悪の終


皇帝は殺すことを望んだ。それは皇帝の命令である。観客はそれに従えとジヴェーダを促し、ゆえに皇帝に忠実であると個々に主張している。

「最後に言い残すことはないか」

そんな観客をことごとく黙殺してジヴェーダは、少年に向かって囁いた。

「おか……あ、さん……家に…帰りたい…帰り……たい…よ」

少年はずっとそれを繰り返して呟いていた。ジヴェーダは少年のものを断ち切ったはさみできつく縛られていた縄を切り、台からも降ろして地面にうつ伏せにした。
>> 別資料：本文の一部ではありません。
//! Scripted stand-ins for the network, the origin and the push platform.

use std::collections::HashMap;
use std::sync::{Arc, Mutex};

use async_trait::async_trait;
use bytes::Bytes;
use chrono::Utc;
use url::Url;

use storyline_core::{Error, PushKeys, PushSubscription, Story};

use crate::fetch::{FetchedResponse, Fetcher};
use crate::origin::{NewStory, Origin, Photo};
use crate::push::{Permission, RegistrationHost};

pub fn story(id: &str, name: &str) -> Story {
    Story {
        id: id.to_string(),
        name: name.to_string(),
        description: format!("{name}'s story"),
        photo_reference: format!("https://story-api.dicoding.dev/images/{id}.jpg"),
        location: None,
        created_at: Utc::now(),
    }
}

/// Shared, ordered record of calls across mocks.
#[derive(Debug, Clone, Default)]
pub struct EventLog(Arc<Mutex<Vec<String>>>);

impl EventLog {
    pub fn push(&self, event: &str) {
        self.0.lock().unwrap().push(event.to_string());
    }

    pub fn events(&self) -> Vec<String> {
        self.0.lock().unwrap().clone()
    }
}

#[derive(Debug, Clone)]
enum Reply {
    Ok { status: u16, content_type: String, body: Bytes },
    Unreachable,
}

/// Fetcher answering from a URL table. Unknown URLs are unreachable.
#[derive(Debug, Default)]
pub struct ScriptedFetcher {
    replies: Mutex<HashMap<String, Reply>>,
    calls: Mutex<Vec<String>>,
}

impl ScriptedFetcher {
    pub fn new() -> Self {
        Self::default()
    }

    pub fn respond(&self, url: &str, status: u16, content_type: &str, body: &[u8]) {
        let reply = Reply::Ok { status, content_type: content_type.into(), body: Bytes::copy_from_slice(body) };
        self.replies.lock().unwrap().insert(url.to_string(), reply);
    }

    pub fn fail(&self, url: &str) {
        self.replies.lock().unwrap().insert(url.to_string(), Reply::Unreachable);
    }

    pub fn calls(&self) -> usize {
        self.calls.lock().unwrap().len()
    }

    pub fn calls_for(&self, url: &str) -> usize {
        self.calls.lock().unwrap().iter().filter(|u| u.as_str() == url).count()
    }
}

#[async_trait]
impl Fetcher for ScriptedFetcher {
    async fn fetch(&self, url: &Url) -> Result<FetchedResponse, Error> {
        self.calls.lock().unwrap().push(url.to_string());

        let reply = self.replies.lock().unwrap().get(url.as_str()).cloned().unwrap_or(Reply::Unreachable);
        match reply {
            Reply::Ok { status, content_type, body } => {
                Ok(FetchedResponse { url: url.clone(), status, content_type: Some(content_type), body, fetch_ms: 0 })
            }
            Reply::Unreachable => Err(Error::remote(None, format!("connection refused: {url}"))),
        }
    }
}

#[derive(Debug, Clone)]
enum Failure {
    Unreachable,
    Status(u16, String),
}

impl Failure {
    fn to_error(&self) -> Error {
        match self {
            Failure::Unreachable => Error::remote(None, "network error: connection refused"),
            Failure::Status(status, message) => Error::remote(Some(*status), message.clone()),
        }
    }
}

#[derive(Debug, Default)]
struct OriginState {
    stories: Vec<Story>,
    failure: Option<Failure>,
    calls: HashMap<&'static str, usize>,
    unsubscribed: Vec<String>,
    log: Option<EventLog>,
}

/// In-memory origin.
#[derive(Debug, Default)]
pub struct MockOrigin {
    state: Mutex<OriginState>,
}

impl MockOrigin {
    pub fn with_stories(stories: Vec<Story>) -> Self {
        Self { state: Mutex::new(OriginState { stories, ..Default::default() }) }
    }

    /// Every call fails without a status.
    pub fn unreachable() -> Self {
        Self { state: Mutex::new(OriginState { failure: Some(Failure::Unreachable), ..Default::default() }) }
    }

    /// Every call is rejected with `status`.
    pub fn rejecting(status: u16, message: &str) -> Self {
        let failure = Failure::Status(status, message.to_string());
        Self { state: Mutex::new(OriginState { failure: Some(failure), ..Default::default() }) }
    }

    pub fn attach(&self, log: EventLog) {
        self.state.lock().unwrap().log = Some(log);
    }

    fn enter(&self, call: &'static str) -> Result<(), Error> {
        let mut state = self.state.lock().unwrap();
        *state.calls.entry(call).or_default() += 1;
        if let Some(log) = &state.log {
            log.push(&format!("origin.{call}"));
        }
        match &state.failure {
            Some(failure) => Err(failure.to_error()),
            None => Ok(()),
        }
    }

    fn count(&self, call: &str) -> usize {
        self.state.lock().unwrap().calls.get(call).copied().unwrap_or(0)
    }

    pub fn list_calls(&self) -> usize {
        self.count("list")
    }

    pub fn get_calls(&self) -> usize {
        self.count("get")
    }

    pub fn create_calls(&self) -> usize {
        self.count("create")
    }

    pub fn subscribe_calls(&self) -> usize {
        self.count("subscribe")
    }

    pub fn total_calls(&self) -> usize {
        self.state.lock().unwrap().calls.values().sum()
    }

    pub fn unsubscribed_endpoints(&self) -> Vec<String> {
        self.state.lock().unwrap().unsubscribed.clone()
    }
}

#[async_trait]
impl Origin for MockOrigin {
    async fn list_records(&self) -> Result<Vec<Story>, Error> {
        self.enter("list")?;
        Ok(self.state.lock().unwrap().stories.clone())
    }

    async fn get_record(&self, id: &str) -> Result<Story, Error> {
        self.enter("get")?;
        let state = self.state.lock().unwrap();
        state
            .stories
            .iter()
            .find(|s| s.id == id)
            .cloned()
            .ok_or_else(|| Error::remote(Some(404), "Story not found"))
    }

    async fn create_record(&self, draft: &NewStory, _photo: &Photo, _credential: &str) -> Result<(), Error> {
        self.enter("create")?;
        let mut state = self.state.lock().unwrap();
        let id = format!("story-{}", state.stories.len() + 1);
        state.stories.push(Story {
            id,
            name: "remote".into(),
            description: draft.description.clone(),
            photo_reference: "https://story-api.dicoding.dev/images/new.jpg".into(),
            location: draft.location,
            created_at: Utc::now(),
        });
        Ok(())
    }

    async fn subscribe(&self, _subscription: &PushSubscription, _credential: &str) -> Result<(), Error> {
        self.enter("subscribe")
    }

    async fn unsubscribe(&self, subscription: &PushSubscription, _credential: &str) -> Result<(), Error> {
        self.enter("unsubscribe")?;
        self.state.lock().unwrap().unsubscribed.push(subscription.endpoint.clone());
        Ok(())
    }
}

#[derive(Debug)]
struct HostState {
    supported: bool,
    permission: Permission,
    prompt_answer: Permission,
    permission_requests: usize,
    worker_registered: bool,
    subscription: Option<PushSubscription>,
    subscribed_with: Option<String>,
    subscribe_calls: usize,
    teardown_fails: bool,
    log: Option<EventLog>,
}

/// In-memory push platform.
#[derive(Debug)]
pub struct MockRegistrationHost {
    state: Mutex<HostState>,
}

impl MockRegistrationHost {
    fn build(supported: bool, permission: Permission, prompt_answer: Permission) -> Self {
        Self {
            state: Mutex::new(HostState {
                supported,
                permission,
                prompt_answer,
                permission_requests: 0,
                worker_registered: false,
                subscription: None,
                subscribed_with: None,
                subscribe_calls: 0,
                teardown_fails: false,
                log: None,
            }),
        }
    }

    pub fn granted() -> Self {
        Self::build(true, Permission::Granted, Permission::Granted)
    }

    pub fn denied() -> Self {
        Self::build(true, Permission::Denied, Permission::Denied)
    }

    /// Permission not yet asked; the prompt answers `answer`.
    pub fn prompting(answer: Permission) -> Self {
        Self::build(true, Permission::Default, answer)
    }

    pub fn unsupported() -> Self {
        Self::build(false, Permission::Denied, Permission::Denied)
    }

    pub fn attach(&self, log: EventLog) {
        self.state.lock().unwrap().log = Some(log);
    }

    fn record(&self, event: &str) {
        if let Some(log) = &self.state.lock().unwrap().log {
            log.push(&format!("host.{event}"));
        }
    }

    /// Simulate a subscription that existed before this process started.
    pub fn preexisting(&self, endpoint: &str) {
        self.state.lock().unwrap().subscription = Some(subscription_for(endpoint));
    }

    /// Simulate the platform discarding the subscription.
    pub fn drop_registration(&self) {
        self.state.lock().unwrap().subscription = None;
    }

    /// Make the device refuse to drop its registration.
    pub fn fail_teardown(&self) {
        self.state.lock().unwrap().teardown_fails = true;
    }

    pub fn is_registered(&self) -> bool {
        self.state.lock().unwrap().subscription.is_some()
    }

    pub fn subscribed_with(&self) -> Option<String> {
        self.state.lock().unwrap().subscribed_with.clone()
    }

    pub fn subscribe_calls(&self) -> usize {
        self.state.lock().unwrap().subscribe_calls
    }

    pub fn permission_requests(&self) -> usize {
        self.state.lock().unwrap().permission_requests
    }
}

fn subscription_for(endpoint: &str) -> PushSubscription {
    PushSubscription {
        endpoint: endpoint.to_string(),
        keys: PushKeys { p256dh: "BPubKey".into(), auth: "authSecret".into() },
    }
}

#[async_trait]
impl RegistrationHost for MockRegistrationHost {
    fn is_supported(&self) -> bool {
        self.state.lock().unwrap().supported
    }

    async fn permission(&self) -> Permission {
        self.state.lock().unwrap().permission
    }

    async fn request_permission(&self) -> Result<Permission, Error> {
        let mut state = self.state.lock().unwrap();
        state.permission_requests += 1;
        state.permission = state.prompt_answer;
        Ok(state.permission)
    }

    async fn register(&self) -> Result<(), Error> {
        self.record("register");
        self.state.lock().unwrap().worker_registered = true;
        Ok(())
    }

    async fn get_registration(&self) -> Result<Option<PushSubscription>, Error> {
        self.record("get_registration");
        Ok(self.state.lock().unwrap().subscription.clone())
    }

    async fn subscribe(&self, application_server_key: &str) -> Result<PushSubscription, Error> {
        self.record("subscribe");
        let mut state = self.state.lock().unwrap();
        if !state.worker_registered {
            return Err(Error::NotSupported("no background registration".into()));
        }
        state.subscribe_calls += 1;
        state.subscribed_with = Some(application_server_key.to_string());
        let subscription = subscription_for("https://push.example.com/device-1");
        state.subscription = Some(subscription.clone());
        Ok(subscription)
    }

    async fn unsubscribe(&self) -> Result<bool, Error> {
        self.record("unsubscribe");
        let mut state = self.state.lock().unwrap();
        if state.teardown_fails {
            return Err(Error::NotSupported("teardown failed".into()));
        }
        Ok(state.subscription.take().is_some())
    }
}
pub mod ai;
pub mod config;
pub mod conversation;
pub mod render;
pub mod state;
pub mod view;

// Re-export main types for convenience
pub use ai::{BackendClient, BackendError, ChatBackend};
pub use config::{Config, SubmitPolicy};
pub use conversation::{Conversation, ConversationEvent, SubmitOutcome};
pub use render::render_content;
pub use state::{ChatMessage, ChatRole};
pub use view::{RenderedMessage, TranscriptView};
//! Markdown to HTML for message bubbles
//!
//! Assistant replies may carry markdown. Content goes through pulldown-cmark,
//! loses its paragraph wrapper when it is a single paragraph (so short replies
//! render inline), and is then sanitized against an allow-list before anyone
//! inserts it into a page.

use std::collections::HashSet;

use ammonia::Builder;
use pulldown_cmark::{html, Options, Parser};

/// Render markdown text to an HTML string
pub fn markdown_to_html(text: &str) -> String {
    let options = Options::ENABLE_TABLES | Options::ENABLE_STRIKETHROUGH;
    let parser = Parser::new_ext(text, options);

    let mut out = String::with_capacity(text.len() * 3 / 2);
    html::push_html(&mut out, parser);
    out
}

/// Drop the `<p>`/`</p>` pair around single-paragraph output.
/// Multi-paragraph or non-paragraph output is returned unchanged (minus
/// surrounding whitespace).
pub fn strip_paragraph_wrapper(html: &str) -> &str {
    let trimmed = html.trim();

    if trimmed.matches("<p>").count() != 1 {
        return trimmed;
    }

    trimmed
        .strip_prefix("<p>")
        .and_then(|rest| rest.strip_suffix("</p>"))
        .unwrap_or(trimmed)
}

fn sanitizer() -> Builder<'static> {
    let mut builder = Builder::default();
    builder
        .url_schemes(HashSet::from(["http", "https", "mailto"]))
        .link_rel(Some("noopener noreferrer"));
    builder
}

/// Clean an HTML fragment against the allow-list. Scripts, event handler
/// attributes and unknown URL schemes are removed.
pub fn sanitize_html(html: &str) -> String {
    sanitizer().clean(html).to_string()
}

/// Full pipeline for one message's content: markdown, unwrap, sanitize.
pub fn render_content(content: &str) -> String {
    if content.is_empty() {
        return String::new();
    }

    let html = markdown_to_html(content);
    sanitize_html(strip_paragraph_wrapper(&html))
}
タイミングを合わせてフォスガンティは舞台裏から持ってきた斧をジヴェーダに手渡した。

「あい…してる」

と最後に言葉を放った少年の頭に斧を振り下ろした。
骨を砕く鈍い音が手に響いた。ジヴェーダは首を切り落とすのに慣れていない。途中で分厚い肉に喰い込み、少年の首は中途半端に千切れて自らの残骸にぶら下がった。絶命したはずの少年の身体は痙攣し、それに合わせて首から血を吹いた。ジヴェーダは返り血を拭いもせず、少年の背に足をかけ右手で男の宙を揺れる頭を捕まえて力任せに引き千切ると、衝撃で肉片が飛び散り顔に付いた。
肉片を舌で拭いつつその首をラルグイムの偉大な皇帝陛下に向けて掲げれば、皇帝はゆっくりと立ち上がり緩やかな速さで何度も手を叩いた。

つかの間の静寂はやがて無数の拍手と絶賛の叫びに変わり、ベイネ中に響きわたるような歓声が厚く彼を包み込んだ。まるで金の雨が降ってきたかのように大量の金貨が舞台に投げ込まれ舞台は金貨の海に変わった。